The records below are to be duplicated exactly as they appear.

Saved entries
——————

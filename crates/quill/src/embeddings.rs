//! Query embedding with a process-wide cache, timeouts and bounded batching.

use async_trait::async_trait;
use futures::future::join_all;
use moka::sync::Cache;
use std::sync::Arc;
use std::time::Duration;
use tokio::sync::Semaphore;

use crate::config::Config;
use crate::error::{Operation, QuillError, Result};
use crate::ports::EmbeddingPort;

const CACHE_IDLE_TTL: Duration = Duration::from_secs(3600);

/// Content hash used as the cache key
pub fn content_key(text: &str) -> String {
  blake3::hash(text.trim().as_bytes()).to_hex().to_string()
}

/// Wraps an embedding port with caching and a per-call timeout.
///
/// Concurrent misses for the same text may both reach the port; the later
/// write simply overwrites an identical vector.
pub struct CachedEmbedder {
  inner: Arc<dyn EmbeddingPort>,
  cache: Cache<String, Vec<f32>>,
  timeout: Duration,
  permits: Arc<Semaphore>,
}

impl CachedEmbedder {
  pub fn new(
    inner: Arc<dyn EmbeddingPort>,
    capacity: u64,
    timeout: Duration,
    concurrency: usize,
  ) -> Self {
    let cache = Cache::builder().max_capacity(capacity).time_to_idle(CACHE_IDLE_TTL).build();
    Self { inner, cache, timeout, permits: Arc::new(Semaphore::new(concurrency.max(1))) }
  }

  /// Cache size, timeout and batch concurrency taken from `config`
  pub fn from_config(inner: Arc<dyn EmbeddingPort>, config: &Config) -> Self {
    Self::new(inner, config.cache_capacity, config.embedding_timeout(), config.embed_concurrency)
  }

  /// Embed many texts with at most `concurrency` calls in flight.
  /// Results are in input order.
  pub async fn embed_batch(&self, texts: &[String]) -> Vec<Result<Vec<f32>>> {
    let calls = texts.iter().map(|text| async move {
      let _permit =
        self.permits.acquire().await.map_err(|e| QuillError::embedding(e.to_string()))?;
      self.embed(text).await
    });
    join_all(calls).await
  }

  async fn fetch(&self, text: &str) -> Result<Vec<f32>> {
    match tokio::time::timeout(self.timeout, self.inner.embed(text)).await {
      Ok(result) => result,
      Err(_) => Err(QuillError::Timeout {
        operation: Operation::Embedding,
        after_ms: self.timeout.as_millis() as u64,
      }),
    }
  }
}

#[async_trait]
impl EmbeddingPort for CachedEmbedder {
  async fn embed(&self, text: &str) -> Result<Vec<f32>> {
    let trimmed = text.trim();
    if trimmed.is_empty() {
      return Err(QuillError::embedding("cannot embed empty text"));
    }

    let key = content_key(trimmed);
    if let Some(hit) = self.cache.get(&key) {
      return Ok(hit);
    }

    let vector = self.fetch(trimmed).await?;
    self.cache.insert(key, vector.clone());
    Ok(vector)
  }
}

——————

» Solution to the exercise
filename crates/quill/src/embeddings.rs
//! Query embedding with a process-wide cache, timeouts and bounded batching.

use async_trait::async_trait;
use futures::future::join_all;
use moka::sync::Cache;
use std::sync::Arc;
use std::time::Duration;
use tokio::sync::Semaphore;

use crate::config::Config;
use crate::error::{Operation, QuillError, Result};
use crate::ports::EmbeddingPort;

const CACHE_IDLE_TTL: Duration = Duration::from_secs(3600);

/// Content hash used as the cache key
pub fn content_key(text: &str) -> String {
  blake3::hash(text.trim().as_bytes()).to_hex().to_string()
}

/// Wraps an embedding port with caching and a per-call timeout.
///
/// Concurrent misses for the same text may both reach the port; the later
/// write simply overwrites an identical vector.
pub struct CachedEmbedder {
  inner: Arc<dyn EmbeddingPort>,
  cache: Cache<String, Vec<f32>>,
  timeout: Duration,
  permits: Arc<Semaphore>,
}

impl CachedEmbedder {
  pub fn new(
    inner: Arc<dyn EmbeddingPort>,
    capacity: u64,
    timeout: Duration,
    concurrency: usize,
  ) -> Self {
    let cache = Cache::builder().max_capacity(capacity).time_to_idle(CACHE_IDLE_TTL).build();
    Self { inner, cache, timeout, permits: Arc::new(Semaphore::new(concurrency.max(1))) }
  }

  /// Cache size, timeout and batch concurrency taken from `config`
  pub fn from_config(inner: Arc<dyn EmbeddingPort>, config: &Config) -> Self {
    Self::new(inner, config.cache_capacity, config.embedding_timeout(), config.embed_concurrency)
  }

  /// Embed many texts with at most `concurrency` calls in flight.
  /// Results are in input order.
  pub async fn embed_batch(&self, texts: &[String]) -> Vec<Result<Vec<f32>>> {
    let calls = texts.iter().map(|text| async move {
      let _permit =
        self.permits.acquire().await.map_err(|e| QuillError::embedding(e.to_string()))?;
      self.embed(text).await
    });
    join_all(calls).await
  }

  async fn fetch(&self, text: &str) -> Result<Vec<f32>> {
    match tokio::time::timeout(self.timeout, self.inner.embed(text)).await {
      Ok(result) => result,
      Err(_) => Err(QuillError::Timeout {
        operation: Operation::Embedding,
        after_ms: self.timeout.as_millis() as u64,
      }),
    }
  }
}

#[async_trait]
impl EmbeddingPort for CachedEmbedder {
  async fn embed(&self, text: &str) -> Result<Vec<f32>> {
    let trimmed = text.trim();
    if trimmed.is_empty() {
      return Err(QuillError::embedding("cannot embed empty text"));
    }

    let key = content_key(trimmed);
    if let Some(hit) = self.cache.get(&key) {
      return Ok(hit);
    }

    let vector = self.fetch(trimmed).await?;
    self.cache.insert(key, vector.clone());
    Ok(vector)
  }
}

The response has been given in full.